Regarding the implementation of IoT into the construction safety domain, Rey-Merchán et al. [13] proposed a virtual fence system based on Bluetooth Low Energy (BLE) beacon technology to avoid the intrusion of workers into hazardous areas. The designed system was then evaluated by a structured questionnaire distributed to the industry experts. The findings indicated that the system was not only inexpensive, but also convenient to integrate and configure; some other factors, such as top management support, social acceptance, alignment with organizational culture, and legislations, will also boost its applicability. Ghosh et al. [14] are of the opinion that sensor-based integrated virtual IoT technologies provide exciting opportunities for the construction sector to solve a range of problems, and with the use of a scientific mapping tool, different patterns and trends of IoT research in the construction sector have been explored as well. Having reviewed the corpus of literature, it was found that there is still a limited number of studies undertaken in this field. Huang et al. [15] considered augmented hearing protection technology in addition to the explored critical drivers of IoT adoption, which includes interoperability, data privacy and security, flexible governance structures, and proper business planning and models.
From a review of the potentials of IoT technology adoption in the construction site safety domain (as shown in Table 1), it was well observed that most of the studies were quite recent (i.e., undertaken in the last 2–3 years) and did not focus much on the documentation and detailed evaluation of the barriers to the extensive adoption of IoT-based technologies, such as RFID, ultrasonic detection and infrared access technologies, sensors, vision-based technologies, wireless communication, wearable technologies, MEMS, accelerometers, smart devices and watches, location sensors, ultra-wide band (UWB) technologies, Bluetooth, Zigbee, real-time feedback, GPS, lasers, GIS, gyroscope sensors, location tracking, biosensors, Wi-Fi modules, photoresistors, optical sensors, force stretchable resistors, touch sensors, BLE beacons, integrated physical and virtual technology, and augmented hearing protection technology.

2. Methodology

The methodology adopted for identifying and analyzing the barriers to the implementation of IoT-based technologies in CSSM is explained in detail. Figure 1 illustrates the different steps undertaken towards achieving the objectives specified. First, a comprehensive literature review for the identification of the relative barriers was carried out, after which the list of identified barriers was presented to nine experts who were asked to add any missing items from their viewpoints. Then, to investigate the importance and prioritize the identified barriers, the fuzzy Delphi method (FDM) was employed. Finally, to validate the results, several interviews were held with the experts. The steps involved in the methodology are illustrated in Figure 1.
Figure 1. Research methodology taken for determination and ranking of barriers to IoT-based technologies implementation in CSSM.

2.1. Data Collection

In order to obtain practical results, the researchers attempted to select qualified experts with relevant experience (in the context of Hong Kong) and knowledge in this domain. To this end, various criteria (as suggested in [16][17]) were considered in the selection of qualified panels. The criteria used were: (1) to have at least an undergraduate degree relevant to the area, such as in construction engineering, construction management, architecture, or building (this criterion was taken into account to ensure that the respondents were aware of the technical aspects of building projects); and (2) to have at least five years of relevant experience with construction safety; they should be involved in checking and investigating the safety operations being undertaken on site (as managers, engineers, supervisors, or operators in the daily construction activities). Notably, to select the qualified experts for satisfying the second criterion, only those who had five years of experience together with the experience of working in a reflective project (where any IoT-based technologies were adopted) were considered. The second criterion was defined in order to make sure that the respondents had first-hand experience of the technical aspects targeted. The two above-mentioned criteria led to the selection of nine experts for FDM, and five for the validation stage.
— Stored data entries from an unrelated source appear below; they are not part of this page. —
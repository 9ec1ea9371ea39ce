//! Shared event-id and task-id sentinels.

/// Event id of the first history event (`WorkflowExecutionStarted`).
pub const FIRST_EVENT_ID: i64 = 1;

/// Placeholder for "no event yet", e.g. an activity that has not started.
pub const EMPTY_EVENT_ID: i64 = -23;

/// Task id of a [`TimerInfo`](crate::TimerInfo) that has no persisted timer task.
pub const EMPTY_TIMER_TASK_ID: i64 = -1;
//! In-memory view of one execution's mutable state plus its pending deltas.
//!
//! A [`MutableState`] is read from the store, changed by one decision or
//! timer pass, and turned into a single conditional
//! [`UpdateWorkflowExecutionRequest`]. It is never shared between passes.

use std::collections::{BTreeMap, BTreeSet};

use cadenza_core::{ActivityInfo, Task, TimerInfo, WorkflowExecutionInfo, WorkflowMutableState};
use cadenza_ports::{PortsError, UpdateWorkflowExecutionRequest};

/// Snapshot of an execution with change tracking.
#[derive(Debug, Clone)]
pub struct MutableState {
    execution_info: WorkflowExecutionInfo,
    pending_activities: BTreeMap<i64, ActivityInfo>,
    pending_timers: BTreeMap<String, TimerInfo>,

    updated_activities: BTreeMap<i64, ActivityInfo>,
    deleted_activity: Option<i64>,
    updated_timers: BTreeMap<String, TimerInfo>,
    deleted_timers: BTreeSet<String>,
    retired_timer_task: Option<i64>,
    minted_timer_tasks: BTreeSet<i64>,
    dropped_timer_tasks: BTreeSet<i64>,
}

impl MutableState {
    /// Snapshot of a fresh execution with nothing pending.
    #[must_use]
    pub fn new(execution_info: WorkflowExecutionInfo) -> Self {
        Self::from_persisted(execution_info, WorkflowMutableState::default())
    }

    /// Snapshot of a stored execution.
    #[must_use]
    pub fn from_persisted(execution_info: WorkflowExecutionInfo, state: WorkflowMutableState) -> Self {
        Self {
            execution_info,
            pending_activities: state.activity_infos.into_iter().collect(),
            pending_timers: state.timer_infos.into_iter().collect(),
            updated_activities: BTreeMap::new(),
            deleted_activity: None,
            updated_timers: BTreeMap::new(),
            deleted_timers: BTreeSet::new(),
            retired_timer_task: None,
            minted_timer_tasks: BTreeSet::new(),
            dropped_timer_tasks: BTreeSet::new(),
        }
    }

    /// Execution row.
    #[must_use]
    pub fn execution_info(&self) -> &WorkflowExecutionInfo {
        &self.execution_info
    }

    /// Execution row, mutably.
    pub fn execution_info_mut(&mut self) -> &mut WorkflowExecutionInfo {
        &mut self.execution_info
    }

    /// Pending activities by schedule id.
    #[must_use]
    pub fn pending_activities(&self) -> &BTreeMap<i64, ActivityInfo> {
        &self.pending_activities
    }

    /// Pending user timers by timer id.
    #[must_use]
    pub fn pending_timers(&self) -> &BTreeMap<String, TimerInfo> {
        &self.pending_timers
    }

    /// The pending activity scheduled at `schedule_id`.
    #[must_use]
    pub fn is_activity_running(&self, schedule_id: i64) -> Option<&ActivityInfo> {
        self.pending_activities.get(&schedule_id)
    }

    /// The pending timer `timer_id`.
    #[must_use]
    pub fn is_timer_running(&self, timer_id: &str) -> Option<&TimerInfo> {
        self.pending_timers.get(timer_id)
    }

    /// Insert or replace a pending activity.
    pub fn update_pending_activity(&mut self, info: ActivityInfo) {
        if self.deleted_activity == Some(info.schedule_id) {
            self.deleted_activity = None;
        }
        self.updated_activities.insert(info.schedule_id, info.clone());
        self.pending_activities.insert(info.schedule_id, info);
    }

    /// Remove a pending activity.
    ///
    /// One update carries at most one activity deletion, so a second
    /// deletion before [`into_update_request`](Self::into_update_request)
    /// fails with [`PortsError::InvalidArgument`].
    pub fn delete_pending_activity(&mut self, schedule_id: i64) -> Result<ActivityInfo, PortsError> {
        if let Some(other) = self.deleted_activity.filter(|id| *id != schedule_id) {
            return Err(PortsError::invalid_argument(format!(
                "activity {other} is already being deleted in this update"
            )));
        }
        let info = self
            .pending_activities
            .remove(&schedule_id)
            .ok_or_else(|| PortsError::not_found("ActivityInfo", schedule_id.to_string()))?;
        self.updated_activities.remove(&schedule_id);
        self.deleted_activity = Some(schedule_id);
        Ok(info)
    }

    /// Insert or replace a pending timer.
    pub fn update_pending_timer(&mut self, info: TimerInfo) {
        self.deleted_timers.remove(&info.timer_id);
        self.updated_timers.insert(info.timer_id.clone(), info.clone());
        self.pending_timers.insert(info.timer_id.clone(), info);
    }

    /// Remove a pending timer. A persisted timer task backing it is
    /// deleted by the same update.
    pub fn delete_pending_timer(&mut self, timer_id: &str) -> Result<TimerInfo, PortsError> {
        let info = self
            .pending_timers
            .get(timer_id)
            .cloned()
            .ok_or_else(|| PortsError::not_found("TimerInfo", timer_id))?;
        if info.has_task() {
            self.retire_timer_task(info.task_id)?;
        }
        self.pending_timers.remove(timer_id);
        self.updated_timers.remove(timer_id);
        self.deleted_timers.insert(timer_id.to_owned());
        Ok(info)
    }

    /// Retire a timer task that no longer backs a pending timer.
    ///
    /// A task minted during this pass is dropped from the outgoing timer
    /// tasks. A stored task is deleted by the next update; one update
    /// deletes at most one stored timer task.
    pub fn retire_timer_task(&mut self, task_id: i64) -> Result<(), PortsError> {
        if self.minted_timer_tasks.remove(&task_id) {
            self.dropped_timer_tasks.insert(task_id);
            return Ok(());
        }
        match self.retired_timer_task {
            Some(existing) if existing != task_id => Err(PortsError::invalid_argument(format!(
                "timer task {existing} is already being deleted in this update"
            ))),
            _ => {
                self.retired_timer_task = Some(task_id);
                Ok(())
            }
        }
    }

    /// Record a timer task created during this pass and not yet stored.
    pub(crate) fn record_minted_timer_task(&mut self, task_id: i64) {
        self.minted_timer_tasks.insert(task_id);
    }

    /// Drop a timer inserted during this pass without recording a deletion.
    pub(crate) fn forget_pending_timer(&mut self, timer_id: &str) {
        self.pending_timers.remove(timer_id);
        self.updated_timers.remove(timer_id);
    }

    /// Returns `true` if anything changed since the snapshot was taken.
    #[must_use]
    pub fn has_pending_updates(&self) -> bool {
        !self.updated_activities.is_empty()
            || self.deleted_activity.is_some()
            || !self.updated_timers.is_empty()
            || !self.deleted_timers.is_empty()
            || self.retired_timer_task.is_some()
    }

    /// Turn the snapshot into one conditional update.
    ///
    /// `condition` is the `next_event_id` the snapshot was read at.
    /// `delete_timer_task` names a fired timer task the caller completes;
    /// it must agree with any stored task retired through the snapshot.
    /// Timer tasks minted and then retired during this pass are left out
    /// of `timer_tasks`.
    pub fn into_update_request(
        self,
        condition: i64,
        transfer_tasks: Vec<Task>,
        timer_tasks: Vec<Task>,
        delete_timer_task: Option<i64>,
    ) -> Result<UpdateWorkflowExecutionRequest, PortsError> {
        let delete_timer_task = match (delete_timer_task, self.retired_timer_task) {
            (Some(a), Some(b)) if a != b => {
                return Err(PortsError::invalid_argument(format!(
                    "update can delete one timer task, got {a} and {b}"
                )));
            }
            (a, b) => a.or(b),
        };

        let dropped = self.dropped_timer_tasks;
        let timer_tasks = timer_tasks
            .into_iter()
            .filter(|task| !dropped.contains(&task.task_id()));

        let mut request = UpdateWorkflowExecutionRequest::new(self.execution_info, condition)
            .with_transfer_tasks(transfer_tasks)
            .with_timer_tasks(timer_tasks)
            .with_activity_infos(self.updated_activities.into_values())
            .with_timer_infos(self.updated_timers.into_values())
            .deleting_timers(self.deleted_timers);
        request.delete_activity_info = self.deleted_activity;
        request.delete_timer_task = delete_timer_task;
        request.validate()?;
        Ok(request)
    }
}
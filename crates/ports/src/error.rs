//! Error types for port operations.
//!
//! Every port method returns `Result<_, PortsError>`. Callers branch on the
//! variant, never on the message. Nothing in the core retries: a
//! [`ConditionFailed`](PortsError::ConditionFailed) or
//! [`ShardOwnershipLost`](PortsError::ShardOwnershipLost) goes straight back
//! to whoever issued the write, since only they know whether the competing
//! writer is legitimate.

/// Error type for all port operations.
#[derive(Debug, thiserror::Error)]
pub enum PortsError {
    /// A create collided with an existing execution of the same workflow.
    #[error("workflow execution already started: {workflow_id}/{run_id}")]
    AlreadyStarted {
        /// Workflow id of the conflicting execution.
        workflow_id: String,
        /// Run id of the execution that already exists.
        run_id: String,
    },

    /// Optimistic-concurrency token mismatch.
    #[error("{entity} {id}: condition failed, expected {expected}, got {actual}")]
    ConditionFailed {
        /// Kind of entity (e.g. "WorkflowExecution", "TaskList").
        entity: String,
        /// Identifier of the entity.
        id: String,
        /// Token the caller presented.
        expected: i64,
        /// Token currently stored.
        actual: i64,
    },

    /// The presented shard fencing token is stale.
    #[error("shard {shard_id} ownership lost: presented range {range_id}, current {current_range_id}")]
    ShardOwnershipLost {
        /// Shard being written.
        shard_id: i32,
        /// RangeID the caller presented.
        range_id: i64,
        /// RangeID currently stored.
        current_range_id: i64,
    },

    /// Entity not found (including a task that was already completed).
    #[error("{entity} not found: {id}")]
    NotFound {
        /// Kind of entity (e.g. "WorkflowExecution", "TransferTask").
        entity: String,
        /// Identifier that was looked up.
        id: String,
    },

    /// Malformed input.
    #[error("invalid argument: {0}")]
    InvalidArgument(String),

    /// A user timer with this id is already pending.
    #[error("timer already pending: {timer_id}")]
    DuplicateTimer {
        /// Colliding timer id.
        timer_id: String,
    },

    /// The shard's current sequence block is used up; renew the range.
    #[error("shard {shard_id} sequence block for range {range_id} exhausted")]
    SequenceExhausted {
        /// Shard whose block ran out.
        shard_id: i32,
        /// Range the block belonged to.
        range_id: i64,
    },

    /// Serialization or deserialization failure.
    #[error("serialization error: {0}")]
    Serialization(String),

    /// Catch-all internal error.
    #[error("internal error: {0}")]
    Internal(String),
}

impl PortsError {
    /// Convenience constructor for [`PortsError::AlreadyStarted`].
    pub fn already_started(workflow_id: impl Into<String>, run_id: impl Into<String>) -> Self {
        Self::AlreadyStarted {
            workflow_id: workflow_id.into(),
            run_id: run_id.into(),
        }
    }

    /// Convenience constructor for [`PortsError::ConditionFailed`].
    pub fn condition_failed(
        entity: impl Into<String>,
        id: impl Into<String>,
        expected: i64,
        actual: i64,
    ) -> Self {
        Self::ConditionFailed {
            entity: entity.into(),
            id: id.into(),
            expected,
            actual,
        }
    }

    /// Convenience constructor for [`PortsError::ShardOwnershipLost`].
    pub fn shard_ownership_lost(shard_id: i32, range_id: i64, current_range_id: i64) -> Self {
        Self::ShardOwnershipLost {
            shard_id,
            range_id,
            current_range_id,
        }
    }

    /// Convenience constructor for [`PortsError::NotFound`].
    pub fn not_found(entity: impl Into<String>, id: impl Into<String>) -> Self {
        Self::NotFound {
            entity: entity.into(),
            id: id.into(),
        }
    }

    /// Convenience constructor for [`PortsError::InvalidArgument`].
    pub fn invalid_argument(message: impl Into<String>) -> Self {
        Self::InvalidArgument(message.into())
    }

    /// Convenience constructor for [`PortsError::DuplicateTimer`].
    pub fn duplicate_timer(timer_id: impl Into<String>) -> Self {
        Self::DuplicateTimer {
            timer_id: timer_id.into(),
        }
    }

    /// Returns `true` for the expected, frequent outcomes of contention.
    ///
    /// [`ConditionFailed`](Self::ConditionFailed): re-read and retry.
    /// [`ShardOwnershipLost`](Self::ShardOwnershipLost): re-acquire the shard first.
    /// [`SequenceExhausted`](Self::SequenceExhausted): renew the range first.
    #[must_use]
    pub fn is_recoverable(&self) -> bool {
        matches!(
            self,
            Self::ConditionFailed { .. }
                | Self::ShardOwnershipLost { .. }
                | Self::SequenceExhausted { .. }
        )
    }

    /// Returns `true` if this is a [`NotFound`](Self::NotFound).
    #[must_use]
    pub fn is_not_found(&self) -> bool {
        matches!(self, Self::NotFound { .. })
    }
}

impl From<serde_json::Error> for PortsError {
    fn from(err: serde_json::Error) -> Self {
        Self::Serialization(err.to_string())
    }
}
//! Tasks and task lists.
//!
//! [`Task`] is what callers hand to the store alongside a state change. The
//! store only routes on [`Task::kind`]: transfer tasks land in the transfer
//! queue, timer tasks in the timer stream keyed by [`SequenceId`]. What comes
//! back from reads are the persisted rows ([`TransferTaskInfo`],
//! [`TimerTaskInfo`], [`TaskInfo`]), which also carry the owning execution.

use std::fmt;

use serde::{Deserialize, Serialize};

use crate::execution::WorkflowExecution;
use crate::sequence::SequenceId;

/// Which kind of activity timeout fired.
#[derive(Debug, Clone, Copy, PartialEq, Eq, Hash, Serialize, Deserialize)]
#[serde(rename_all = "snake_case")]
pub enum TimeoutType {
    /// Not picked up by a worker in time.
    ScheduleToStart,
    /// Not completed in time, measured from scheduling.
    ScheduleToClose,
    /// Not completed in time, measured from start.
    StartToClose,
    /// Worker stopped heartbeating.
    Heartbeat,
}

impl fmt::Display for TimeoutType {
    fn fmt(&self, f: &mut fmt::Formatter<'_>) -> fmt::Result {
        match self {
            Self::ScheduleToStart => write!(f, "schedule_to_start"),
            Self::ScheduleToClose => write!(f, "schedule_to_close"),
            Self::StartToClose => write!(f, "start_to_close"),
            Self::Heartbeat => write!(f, "heartbeat"),
        }
    }
}

/// The two kinds of task list.
#[derive(Debug, Clone, Copy, PartialEq, Eq, Hash, PartialOrd, Ord, Serialize, Deserialize)]
#[serde(rename_all = "snake_case")]
pub enum TaskListType {
    /// Decision tasks, polled by workflow workers.
    Decision,
    /// Activity tasks, polled by activity workers.
    Activity,
}

impl fmt::Display for TaskListType {
    fn fmt(&self, f: &mut fmt::Formatter<'_>) -> fmt::Result {
        match self {
            Self::Decision => write!(f, "decision"),
            Self::Activity => write!(f, "activity"),
        }
    }
}

/// Discriminant of [`Task`].
#[derive(Debug, Clone, Copy, PartialEq, Eq, Hash, Serialize, Deserialize)]
#[serde(rename_all = "snake_case")]
pub enum TaskKind {
    /// Dispatch a decision task.
    Decision,
    /// Dispatch an activity task.
    Activity,
    /// Decision start-to-close timeout.
    DecisionTimeout,
    /// One of the activity timeouts.
    ActivityTimeout,
    /// A user timer fired.
    UserTimer,
}

impl TaskKind {
    /// Returns `true` for kinds persisted in the timer stream.
    #[must_use]
    pub fn is_timer(&self) -> bool {
        matches!(
            self,
            Self::DecisionTimeout | Self::ActivityTimeout | Self::UserTimer
        )
    }
}

impl fmt::Display for TaskKind {
    fn fmt(&self, f: &mut fmt::Formatter<'_>) -> fmt::Result {
        match self {
            Self::Decision => write!(f, "decision"),
            Self::Activity => write!(f, "activity"),
            Self::DecisionTimeout => write!(f, "decision_timeout"),
            Self::ActivityTimeout => write!(f, "activity_timeout"),
            Self::UserTimer => write!(f, "user_timer"),
        }
    }
}

/// A unit of work written atomically with a workflow state change.
///
/// Transfer variants carry a plain shard sequence number as `task_id`; timer
/// variants carry an encoded [`SequenceId`].
#[derive(Debug, Clone, PartialEq, Eq, Serialize, Deserialize)]
#[serde(tag = "kind", rename_all = "snake_case")]
pub enum Task {
    /// Transfer: dispatch a decision on `task_list`.
    Decision {
        /// Shard sequence number.
        task_id: i64,
        /// Target task list.
        task_list: String,
        /// Event id of the `DecisionTaskScheduled` event.
        schedule_id: i64,
    },
    /// Transfer: dispatch an activity on `task_list`.
    Activity {
        /// Shard sequence number.
        task_id: i64,
        /// Target task list.
        task_list: String,
        /// Event id of the `ActivityTaskScheduled` event.
        schedule_id: i64,
    },
    /// Timer: decision start-to-close timeout.
    DecisionTimeout {
        /// Encoded [`SequenceId`].
        task_id: i64,
        /// Event id of the decision being timed.
        event_id: i64,
    },
    /// Timer: activity timeout.
    ActivityTimeout {
        /// Encoded [`SequenceId`].
        task_id: i64,
        /// Which timeout this task enforces.
        timeout_type: TimeoutType,
        /// Event id of the activity being timed.
        event_id: i64,
    },
    /// Timer: user timer fired.
    UserTimer {
        /// Encoded [`SequenceId`].
        task_id: i64,
        /// Event id of the `TimerStarted` event.
        event_id: i64,
    },
}

impl Task {
    /// Discriminant.
    #[must_use]
    pub fn kind(&self) -> TaskKind {
        match self {
            Self::Decision { .. } => TaskKind::Decision,
            Self::Activity { .. } => TaskKind::Activity,
            Self::DecisionTimeout { .. } => TaskKind::DecisionTimeout,
            Self::ActivityTimeout { .. } => TaskKind::ActivityTimeout,
            Self::UserTimer { .. } => TaskKind::UserTimer,
        }
    }

    /// Task id shared by every variant.
    #[must_use]
    pub fn task_id(&self) -> i64 {
        match self {
            Self::Decision { task_id, .. }
            | Self::Activity { task_id, .. }
            | Self::DecisionTimeout { task_id, .. }
            | Self::ActivityTimeout { task_id, .. }
            | Self::UserTimer { task_id, .. } => *task_id,
        }
    }

    /// Returns `true` for tasks persisted in the timer stream.
    #[must_use]
    pub fn is_timer(&self) -> bool {
        self.kind().is_timer()
    }

    /// Returns `true` for tasks persisted in the transfer queue.
    #[must_use]
    pub fn is_transfer(&self) -> bool {
        !self.is_timer()
    }

    /// Timer key of a timer task.
    #[must_use]
    pub fn sequence_id(&self) -> Option<SequenceId> {
        self.is_timer().then(|| SequenceId::from_raw(self.task_id()))
    }
}

/// A task-list lease: the `(name, task_type)` identity plus its fencing epoch.
#[derive(Debug, Clone, PartialEq, Eq, Serialize, Deserialize)]
pub struct TaskListInfo {
    /// Task list name.
    pub name: String,
    /// Decision or activity.
    pub task_type: TaskListType,
    /// Lease epoch, incremented on every lease.
    pub range_id: i64,
    /// Highest task id known to be processed.
    pub ack_level: i64,
}

/// A persisted transfer-queue row.
#[derive(Debug, Clone, PartialEq, Eq, Serialize, Deserialize)]
pub struct TransferTaskInfo {
    /// Owning workflow.
    pub workflow_id: String,
    /// Owning run.
    pub run_id: String,
    /// Shard sequence number.
    pub task_id: i64,
    /// Task list the work is dispatched to.
    pub task_list: String,
    /// Decision or activity dispatch.
    pub task_type: TaskListType,
    /// Event id of the scheduled event.
    pub schedule_id: i64,
}

impl TransferTaskInfo {
    /// Row for a transfer `task` of `execution`; `None` for timer tasks.
    #[must_use]
    pub fn from_task(execution: &WorkflowExecution, task: &Task) -> Option<Self> {
        let (task_id, task_list, schedule_id, task_type) = match task {
            Task::Decision {
                task_id,
                task_list,
                schedule_id,
            } => (*task_id, task_list, *schedule_id, TaskListType::Decision),
            Task::Activity {
                task_id,
                task_list,
                schedule_id,
            } => (*task_id, task_list, *schedule_id, TaskListType::Activity),
            _ => return None,
        };
        Some(Self {
            workflow_id: execution.workflow_id.clone(),
            run_id: execution.run_id.clone(),
            task_id,
            task_list: task_list.clone(),
            task_type,
            schedule_id,
        })
    }

    /// Identity of the owning execution.
    #[must_use]
    pub fn execution(&self) -> WorkflowExecution {
        WorkflowExecution::new(self.workflow_id.clone(), self.run_id.clone())
    }
}

/// A persisted timer-stream row.
#[derive(Debug, Clone, PartialEq, Eq, Serialize, Deserialize)]
pub struct TimerTaskInfo {
    /// Owning workflow.
    pub workflow_id: String,
    /// Owning run.
    pub run_id: String,
    /// Clustering key.
    pub task_id: SequenceId,
    /// Which timer kind.
    pub kind: TaskKind,
    /// Set for activity timeouts only.
    #[serde(default)]
    pub timeout_type: Option<TimeoutType>,
    /// Event id the timer refers to.
    pub event_id: i64,
}

impl TimerTaskInfo {
    /// Row for a timer `task` of `execution`; `None` for transfer tasks.
    #[must_use]
    pub fn from_task(execution: &WorkflowExecution, task: &Task) -> Option<Self> {
        let (event_id, timeout_type) = match task {
            Task::DecisionTimeout { event_id, .. } | Task::UserTimer { event_id, .. } => {
                (*event_id, None)
            }
            Task::ActivityTimeout {
                event_id,
                timeout_type,
                ..
            } => (*event_id, Some(*timeout_type)),
            Task::Decision { .. } | Task::Activity { .. } => return None,
        };
        Some(Self {
            workflow_id: execution.workflow_id.clone(),
            run_id: execution.run_id.clone(),
            task_id: SequenceId::from_raw(task.task_id()),
            kind: task.kind(),
            timeout_type,
            event_id,
        })
    }

    /// Identity of the owning execution.
    #[must_use]
    pub fn execution(&self) -> WorkflowExecution {
        WorkflowExecution::new(self.workflow_id.clone(), self.run_id.clone())
    }
}

/// A persisted task-list row.
#[derive(Debug, Clone, PartialEq, Eq, Serialize, Deserialize)]
pub struct TaskInfo {
    /// Owning workflow.
    pub workflow_id: String,
    /// Owning run.
    pub run_id: String,
    /// Position within the task list, assigned by the store.
    pub task_id: i64,
    /// Event id of the scheduled event.
    pub schedule_id: i64,
}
2.2. Identification of Barriers

To obtain an exhaustive list of barriers to the adoption of IoT-based technologies in CSSM, a two-step approach was undertaken. First, a comprehensive literature review on the publications published on the topic was conducted, which led to the identification of 18 barriers. Then, an online interview with the senior experts (described in the previous section) was carried out. The list of identified barriers was sent to the selected senior experts and, accordingly, they were asked to add any items missing from the list. Notably, in the interviews undertaken to add more barriers to the list presented to the experts, all of them unanimously stated that the prepared list was quite exhaustive; thus, no more barriers were added.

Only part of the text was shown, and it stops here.